“Üzerinde yaşadığımız dünyanın
durumunu görmeyenin
o dünya üzerine yazacak
hemen hiçbir şeyi yoktur.” [1]
Saint Just’ün, “Ahlâk, zorbalardan daha güçlüdür,” ifadesindeki eylemdir yazmak; iki Kemal’in öğrettiği üzere…
Çünkü hakkını vererek yazmak, başkaldırmaktır; Doris Lessing, “Edebiyat, sahip olduğumuz en iyi öteki gözü elde etme; kendimizi kendimizden koparak görme yollarından biri,” diye…
Bu nedenledir ki yazarın aslî işlevi göz boyacılığa, kandırmacalara prim vermeyip kendini büyük görmemek, kendini toplumun bir parçası saymak, toplumsal soru(n)lara taraf olmak, karanlığa ışık tutmak, gerçeği arayıp, dillendirmek/ yazmaktır. Çünkü o; muhalif olmayı (ve kalmayı) başarabilen, toplumsal olayları veya aksaklıkları belirtmenin bir görev olduğunun bilincindedir.
Jean Paul Sartre’ın, “Neyi yazacağını değil, nasıl yazacağını bilen insandır” diye tarif ettiği yazar, inandıklarını, bağlandıklarını, tahayyüllerini kaleme alır.

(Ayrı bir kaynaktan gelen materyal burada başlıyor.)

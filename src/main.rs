#![deny(clippy::unwrap_used)]

use std::sync::Arc;

use dotenv::dotenv;
use poem_mcpserver::McpServer;
use tracing::{error, info};
use tracing_subscriber::EnvFilter;

use ssh_session_mcp::mcp::config::EngineConfig;
use ssh_session_mcp::mcp::{SessionManager, SshTools};

#[tokio::main]
async fn main() {
    dotenv().ok();

    // Logs go to stderr; stdout carries the line-delimited JSON protocol.
    tracing_subscriber::fmt()
        .with_env_filter(EnvFilter::from_default_env())
        .with_writer(std::io::stderr)
        .init();

    let config = EngineConfig::from_env();
    let manager = match SessionManager::new(config) {
        Ok(manager) => Arc::new(manager),
        Err(e) => {
            error!("startup failed: {}", e);
            std::process::exit(1);
        }
    };

    // SIGINT/SIGTERM close every session and transport before exiting.
    let shutdown_manager = manager.clone();
    tokio::spawn(async move {
        wait_for_shutdown_signal().await;
        info!("shutdown signal received, closing sessions");
        shutdown_manager.close_all().await;
        std::process::exit(0);
    });

    info!("SSH session MCP server ready on stdio");
    if let Err(e) = poem_mcpserver::stdio::stdio(McpServer::new().tools(SshTools::new(manager)))
        .await
    {
        error!("server failed: {}", e);
        std::process::exit(1);
    }
}

#[cfg(unix)]
async fn wait_for_shutdown_signal() {
    use tokio::signal::unix::{SignalKind, signal};
    let mut sigterm = match signal(SignalKind::terminate()) {
        Ok(sigterm) => sigterm,
        Err(e) => {
            error!("cannot install SIGTERM handler: {}", e);
            let _ = tokio::signal::ctrl_c().await;
            return;
        }
    };
    tokio::select! {
        _ = tokio::signal::ctrl_c() => {}
        _ = sigterm.recv() => {}
    }
}

#[cfg(not(unix))]
async fn wait_for_shutdown_signal() {
    let _ = tokio::signal::ctrl_c().await;
}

Hangi amaçla yazdığının bilincindeki yazar için Aziz Nesin, “Her yazar, yalnız kendisi için yazar ve yalnız kendini yazar. Yazarlar her ne yazarlarsa kendilerini yazdıkları gibi, okurlar da her ne okurlarsa kendilerini okurlar,” der, doğrudur; yazmak geriye bir iz bırakmaktır. Hiç yaşlanmaz yazarlar, gözleri çocuk kalır hep. Yani “Yazar, yetişkin olmayı asla başaramayan bir insandır,” Martin Amis’in ifadesindeki üzere…

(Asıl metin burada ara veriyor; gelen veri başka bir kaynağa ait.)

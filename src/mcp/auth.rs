//! Key-based SSH authentication.
//!
//! Authentication is behind a small strategy trait so the pool never
//! hard-codes a credential source. The only shipped strategy loads a
//! private key file; the key is read eagerly at construction so a missing
//! or unreadable file fails before any network traffic.

use std::path::{Path, PathBuf};
use std::sync::Arc;

use async_trait::async_trait;
use russh::{client, keys};
use tracing::debug;

use super::error::{Result, SshToolError};
use super::pool::ClientHandler;

/// Trait for SSH authentication strategies.
///
/// Implementations must be thread-safe (`Send + Sync`) for use across
/// async tasks.
#[async_trait]
pub trait AuthStrategy: Send + Sync {
    /// Attempt to authenticate with the SSH server.
    ///
    /// Returns `Ok(true)` on success, `Ok(false)` when the server rejects
    /// the credential, `Err` on protocol-level failure.
    async fn authenticate(
        &self,
        handle: &mut client::Handle<ClientHandler>,
        username: &str,
    ) -> Result<bool>;

    /// Strategy name, for logging.
    fn name(&self) -> &'static str;
}

/// Private key file authentication strategy.
#[derive(Debug)]
pub struct KeyAuth {
    key_path: PathBuf,
    key: keys::PrivateKey,
}

impl KeyAuth {
    /// Read and parse the private key. A missing, unreadable or malformed
    /// key surfaces as `KeyUnavailable` before any handshake starts.
    pub fn load(key_path: impl Into<PathBuf>, passphrase: Option<&str>) -> Result<Self> {
        let key_path = key_path.into();
        let key = keys::load_secret_key(Path::new(&key_path), passphrase).map_err(|e| {
            SshToolError::KeyUnavailable {
                path: key_path.display().to_string(),
                cause: e.to_string(),
            }
        })?;
        Ok(Self { key_path, key })
    }

    pub fn key_path(&self) -> &Path {
        &self.key_path
    }
}

#[async_trait]
impl AuthStrategy for KeyAuth {
    async fn authenticate(
        &self,
        handle: &mut client::Handle<ClientHandler>,
        username: &str,
    ) -> Result<bool> {
        // For RSA keys, use the best hash algorithm the server supports.
        let hash_alg = handle
            .best_supported_rsa_hash()
            .await
            .ok()
            .flatten()
            .flatten();
        debug!("RSA hash algorithm for key auth: {:?}", hash_alg);

        let key_with_hash = keys::PrivateKeyWithHashAlg::new(Arc::new(self.key.clone()), hash_alg);

        let result = handle
            .authenticate_publickey(username, key_with_hash)
            .await
            .map_err(|e| SshToolError::ConnectionFailed {
                target: username.to_string(),
                cause: format!("key authentication failed: {e}"),
            })?;

        Ok(result.success())
    }

    fn name(&self) -> &'static str {
        "key"
    }
}

#[cfg(test)]
mod tests {
    use super::*;

    #[test]
    fn test_missing_key_file_is_key_unavailable() {
        let err = KeyAuth::load("/nonexistent/path/id_ed25519", None).unwrap_err();
        match err {
            SshToolError::KeyUnavailable { path, .. } => {
                assert_eq!(path, "/nonexistent/path/id_ed25519");
            }
            other => panic!("unexpected error: {other:?}"),
        }
    }

    #[test]
    fn test_malformed_key_is_key_unavailable() {
        let dir = std::env::temp_dir();
        let path = dir.join("ssh-session-mcp-bad-key");
        std::fs::write(&path, "not a private key").unwrap();
        let err = KeyAuth::load(&path, None).unwrap_err();
        std::fs::remove_file(&path).ok();
        assert!(matches!(err, SshToolError::KeyUnavailable { .. }));
    }
}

Yazmak kaygı ve kurgu işi olmaktan öte, hayata dokunmak, tutunmak ve boylu boyunca içinde yer almak hâli; olanı dillendirip, olmayanı kurgulayarak okuru düşünmeye iteklemektir.

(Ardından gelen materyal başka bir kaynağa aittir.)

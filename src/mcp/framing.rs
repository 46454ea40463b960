//! Delimiter-framed output recovery for one in-flight command.
//!
//! A `CommandFramer` accumulates the raw chunks a shell channel produces
//! while one wrapped command runs, and reports completion once the end
//! marker with an exit code shows up. The extracted stdout is the text
//! strictly between the last start-marker occurrence and the end marker,
//! with a single blank edge line removed on each side (the newline the
//! marker echoes leave behind).
//!
//! The framer refuses to resolve when an exit code is visible but no start
//! marker precedes it: a truncated command echo could otherwise yield a
//! bogus empty result. More data, or the per-command timer, decides.

use regex::Regex;

use super::error::Result;
use super::shell_format::ShellKind;

/// Completed framed output for a single command.
#[derive(Debug, Clone, PartialEq, Eq)]
pub struct FramedOutput {
    pub stdout: String,
    pub exit_code: i32,
}

/// Incremental parser for one wrapped command's output.
#[derive(Debug)]
pub struct CommandFramer {
    start: String,
    exit_re: Regex,
    accumulated: String,
}

impl CommandFramer {
    /// Build a framer for the given marker pair. The exit-code pattern is
    /// compiled once per dispatched command.
    pub fn new(shell: ShellKind, start: &str, end: &str) -> Result<Self> {
        let exit_re = shell.exit_code_pattern(end)?;
        Ok(Self {
            start: start.to_string(),
            exit_re,
            accumulated: String::new(),
        })
    }

    /// Append a chunk and try to complete the frame.
    pub fn feed(&mut self, chunk: &str) -> Option<FramedOutput> {
        self.accumulated.push_str(chunk);
        self.try_complete()
    }

    /// Everything received so far for this command.
    pub fn accumulated(&self) -> &str {
        &self.accumulated
    }

    fn try_complete(&self) -> Option<FramedOutput> {
        let caps = self.exit_re.captures(&self.accumulated)?;
        let code_match = caps.get(0)?;
        let exit_code: i32 = caps.get(1)?.as_str().parse().ok()?;

        // The start marker must precede the exit-code marker. rfind bounds
        // the search to text before the code so echo ordering cannot pair
        // a late start with an earlier end.
        let before_end = &self.accumulated[..code_match.start()];
        let start_pos = before_end.rfind(&self.start)?;

        let body = &before_end[start_pos + self.start.len()..];
        Some(FramedOutput {
            stdout: trim_blank_edges(body).to_string(),
            exit_code,
        })
    }
}

/// Strip one leading and one trailing blank line, if present.
fn trim_blank_edges(s: &str) -> &str {
    let mut out = s;
    if let Some(idx) = out.find('\n')
        && out[..idx].trim().is_empty()
    {
        out = &out[idx + 1..];
    }
    if let Some(idx) = out.rfind('\n')
        && out[idx + 1..].trim().is_empty()
    {
        out = &out[..idx];
        out = out.strip_suffix('\r').unwrap_or(out);
    }
    out
}

#[cfg(test)]
mod tests {
    use super::*;

    fn framer(start: &str, end: &str) -> CommandFramer {
        CommandFramer::new(ShellKind::Bash, start, end).unwrap()
    }

    mod completion {
        use super::*;

        #[test]
        fn test_bash_echo_frame() {
            let mut f = framer("S1", "E1");
            let out = f.feed("S1\nhi\nE1:0\n").unwrap();
            assert_eq!(out.stdout, "hi");
            assert_eq!(out.exit_code, 0);
        }

        #[test]
        fn test_nonzero_exit_with_empty_body() {
            let mut f = framer("S1", "E1");
            let out = f.feed("S1\nE1:1\n").unwrap();
            assert_eq!(out.stdout, "");
            assert_eq!(out.exit_code, 1);
        }

        #[test]
        fn test_powershell_crlf_frame() {
            let mut f = framer("S1", "E1");
            let out = f
                .feed("S1\r\nGet-Item : Cannot find path 'missing'\r\nE1:1\r\n")
                .unwrap();
            assert_eq!(out.stdout, "Get-Item : Cannot find path 'missing'");
            assert_eq!(out.exit_code, 1);
        }

        #[test]
        fn test_cmd_frame_with_trailing_space_on_marker_line() {
            // cmd's echo leaves a space before the & separator.
            let mut f = framer("S1", "E1");
            let out = f.feed("S1 \r\nFile Not Found\r\nE1:1\r\n").unwrap();
            assert_eq!(out.exit_code, 1);
            assert!(out.stdout.contains("File Not Found"));
        }

        #[test]
        fn test_chunked_arrival() {
            let mut f = framer("S1", "E1");
            assert!(f.feed("S1\nli").is_none());
            assert!(f.feed("ne one\nline two\n").is_none());
            let out = f.feed("E1:0\n").unwrap();
            assert_eq!(out.stdout, "line one\nline two");
        }

        #[test]
        fn test_multiline_body_preserved() {
            let mut f = framer("S1", "E1");
            let out = f.feed("S1\na\nb\nc\nE1:0\n").unwrap();
            assert_eq!(out.stdout, "a\nb\nc");
        }
    }

    mod tie_breaks {
        use super::*;

        #[test]
        fn test_exit_code_without_start_marker_does_not_resolve() {
            let mut f = framer("S1", "E1");
            assert!(f.feed("E1:0\n").is_none());
        }

        #[test]
        fn test_resolves_once_start_arrives_before_a_later_code() {
            let mut f = framer("S1", "E1");
            assert!(f.feed("E1:").is_none());
            // A code never materialized for the stray prefix; a full frame
            // later completes normally.
            let out = f.feed("\nS1\nok\nE1:0\n").unwrap();
            assert_eq!(out.stdout, "ok");
            assert_eq!(out.exit_code, 0);
        }

        #[test]
        fn test_last_start_occurrence_wins() {
            // The wrapped command echo contains the start marker once, the
            // marker output contains it again; the body is measured from
            // the later occurrence.
            let mut f = framer("S1", "E1");
            let out = f.feed("echo \"S1\"; true; echo \"E1:$?\"\nS1\nE1:0\n").unwrap();
            assert_eq!(out.stdout, "");
            assert_eq!(out.exit_code, 0);
        }

        #[test]
        fn test_unexpanded_echo_text_is_not_a_code() {
            let mut f = framer("S1", "E1");
            assert!(f.feed("echo \"S1\"; false; echo \"E1:$?\"\n").is_none());
        }
    }

    mod accumulation {
        use super::*;

        #[test]
        fn test_accumulated_keeps_raw_text() {
            let mut f = framer("S1", "E1");
            f.feed("abc");
            f.feed("def");
            assert_eq!(f.accumulated(), "abcdef");
        }
    }

    mod blank_edges {
        use super::*;

        #[test]
        fn test_trims_single_blank_line_each_side() {
            assert_eq!(trim_blank_edges("\nhi\n"), "hi");
            assert_eq!(trim_blank_edges("\r\nhi\r\n"), "hi");
        }

        #[test]
        fn test_keeps_interior_blank_lines() {
            assert_eq!(trim_blank_edges("\na\n\nb\n"), "a\n\nb");
        }

        #[test]
        fn test_whitespace_only_edge_line_counts_as_blank() {
            assert_eq!(trim_blank_edges(" \r\nbody\r\n"), "body");
        }

        #[test]
        fn test_non_blank_edges_untouched() {
            assert_eq!(trim_blank_edges("a\nb"), "a\nb");
        }

        #[test]
        fn test_empty_input() {
            assert_eq!(trim_blank_edges(""), "");
            assert_eq!(trim_blank_edges("\n"), "");
        }
    }
}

Gözlemci olması yanında; yazarın belleği de çok güçlüdür. O hiç unutmaz. Toplumu açıkça eleştiren yeni, sıra dışı fikirlere sahiptirler.
Antole France’a bir çocuk gelip sorar: “Sizce yazar olayım mı?”, O da, “Eğer olmamak elindeyse olma!” diye yanıtlar; gerçekten de zorlu bir iş olan yazarlık bir başkasına ulaşabilmek içindir. Karanlık şafağını içinde taşır. (Geçerken: Coğrafyamızda yazarlara reva görülenlere bakın: Sabahattin Ali’yi öldürdüler, Aziz Nesin’i yakmak istediler, Ömer Seyfettin’i kadavra yaptılar. Mehmet Uzun sürgünde öldü(rül)dü. Orhan Kemal amelelik yapardı. Nâzım Hikmet’i vatan haini ilan ettiler.)
Kalemi, kâğıtları ile insan(lık)ı, olduğu (“olağan” denilen!) ruh hâlinden/ konumundan, ortamdan kopartma gücüne sahip kişidir.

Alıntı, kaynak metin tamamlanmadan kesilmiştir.